И если сегодня поэтов будет поменьше, это станет хорошим признаком.
Больше читать, меньше верить
…Даже от нас, студентов Института философии, литературы и истории, где изучались и латынь, и греческий, и современные европейские языки, были закрыты огромные пласты культуры: и русской философской мысли, и западной, и литературы… Сколько же великого прошло мимо нас стороной! Сейчас по ночам читаю, читаю – Бердяева, других, но все равно никогда не смогу компенсировать эти огромные провалы в образовании. Воспитывали нас уродливо. Когда-то Горький советовал молодым: как можно больше читайте, как можно меньше верьте. Нам же вдалбливали совсем противоположное: читать надо меньше, а верить больше.
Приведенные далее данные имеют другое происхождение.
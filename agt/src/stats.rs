//! `agt stats`: repository counters and top contributors, printed as read.

use tracing::instrument;

use crate::context::Context;
use crate::core::error::ClassifiedError;
use crate::core::types::{Contributor, RepoSummary};

#[derive(Debug, Clone, PartialEq, Eq)]
pub struct RepoStats {
    pub summary: RepoSummary,
    /// Empty when the contributor list could not be read.
    pub contributors: Vec<Contributor>,
}

#[instrument(skip_all)]
pub fn show_stats(ctx: &Context<'_>) -> Result<RepoStats, ClassifiedError> {
    ctx.ensure_environment()?;
    let github = ctx.github();
    let summary = github.repo_summary()?;
    let contributors = github.contributors().unwrap_or_else(|err| {
        ctx.note_failure(&err, "list contributors");
        Vec::new()
    });

    let mut text = format!(
        "{}\n  Stars: {}\n  Forks: {}\n  Watchers: {}\n  Issues: {}\n  Pull requests: {}",
        summary.name_with_owner,
        summary.stargazer_count,
        summary.fork_count,
        summary.watchers,
        summary.issues,
        summary.pull_requests,
    );
    if !contributors.is_empty() {
        text.push_str("\nTop contributors:");
        for c in &contributors {
            text.push_str(&format!("\n  {} ({})", c.login, c.contributions));
        }
    }
    ctx.prompter.show(&text);
    Ok(RepoStats {
        summary,
        contributors,
    })
}

#[cfg(test)]
mod tests {
    use super::*;
    use crate::core::error::ErrorKind;
    use crate::io::config::AgtConfig;
    use crate::test_support::{ScriptedPrompter, ScriptedRunner, StaticTemplates};

    const REPO_JSON: &str = r#"{"nameWithOwner":"o/r","stargazerCount":12,"forkCount":3,"watchers":{"totalCount":4},"issues":{"totalCount":5},"pullRequests":{"totalCount":6}}"#;

    #[test]
    fn prints_summary_and_contributors() {
        let runner = ScriptedRunner::new()
            .ok(&["git", "rev-parse", "--is-inside-work-tree"], "true")
            .ok(&["gh", "--version"], "gh version 2.40.0")
            .ok(&["gh", "repo", "view"], REPO_JSON)
            .ok(&["gh", "api"], "alice\t30\nbob\t4");
        let prompter = ScriptedPrompter::new();
        let templates = StaticTemplates::none();
        let ctx = Context::new(&runner, &prompter, &templates, AgtConfig::default());

        let stats = show_stats(&ctx).expect("stats");
        assert_eq!(stats.summary.stargazer_count, 12);
        assert_eq!(stats.summary.watchers, 4);
        assert_eq!(stats.contributors.len(), 2);
        let shown = &prompter.shown()[0];
        assert!(shown.starts_with("o/r\n  Stars: 12"));
        assert!(shown.contains("alice (30)"));

        show_stats(&ctx).expect("cached");
        assert_eq!(runner.count(&["gh", "repo", "view"]), 1);
        assert_eq!(runner.count(&["gh", "api"]), 1);
    }

    #[test]
    fn contributor_failure_is_not_fatal() {
        let runner = ScriptedRunner::new()
            .ok(&["git", "rev-parse", "--is-inside-work-tree"], "true")
            .ok(&["gh", "--version"], "gh version 2.40.0")
            .ok(&["gh", "repo", "view"], REPO_JSON)
            .fail(&["gh", "api"], ErrorKind::AuthFailed, "HTTP 401");
        let prompter = ScriptedPrompter::new();
        let templates = StaticTemplates::none();
        let ctx = Context::new(&runner, &prompter, &templates, AgtConfig::default());

        let stats = show_stats(&ctx).expect("stats");
        assert!(stats.contributors.is_empty());
        assert!(!prompter.shown()[0].contains("Top contributors"));
    }
}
Позднее нас приучали к мысли о том, что нужна нам «не всякая» правда. Расплачиваться за все это будем до конца дней…
Массовая культура – это нормально
Мы ее долго стеснялись: мол, у «них» – масс-культура, а у нас – культура подлинная. Чепуха. В любом обществе есть культура «массовая» и «немассовая», предназначенная для того круга людей, которые понимать ее неспособны: немассовое кино, немассовая живопись, немассовая музыка. Но вот когда некомпетентные музыкальные редакторы выпускают на всесоюзный телеэкран абсолютно непрофессиональные поделки – кошмарные звуки, кошмарные тексты, кошмарные голоса… Прочтя это, кто-то наверняка скажет в мой адрес: «Ну, ретроград!» Так нет же, совсем не ретроград. Наоборот, начинающих поэтов, которые всегда ко мне тянутся, постоянно подзуживаю: «Дерзайте! Не ходите “строем”. Придумайте хоть что-нибудь такое, ЧТО до вас и как до вас не писал никто…» Вот говорят: «Рок – это западное влияние, и вообще все дурное у нас – оттуда, с Запада». Эх, если бы все у нас было – с Запада, мы б та-а-ак далеко вперед умчались… Ужас как раз весь в том, что с этого Запада мы чаще всего берем ихнее дерьмо. Вот и в современной музыке: когда слышу лучших американских или французских исполнителей, то даже я, неспециалист, сразу ощущаю огромную разницу в уровне.
Последний возраст
Край жизни
…Я ведь впервые живу на свете и впервые переживаю свой преклонный возраст… Не будучи по натуре человеком самоуверенным, я вдруг стал замечать, что мне открылось нечто, недоступное, допустим, вам. Это не значит, что вы глупее меня. Просто вы моложе. Проще всего так изобразить: я живу в этой квартирке на одиннадцатом этаже, а вы пока где-нибудь на пятом. Я достиг своей высоты, а вы пока еще нет… Тут край Москвы, край моей жизни, тут рукой подать до космоса, а вам еще карабкаться до моих высот, и будь вы хоть ста пядей во лбу, вам не увидеть того, что вижу я.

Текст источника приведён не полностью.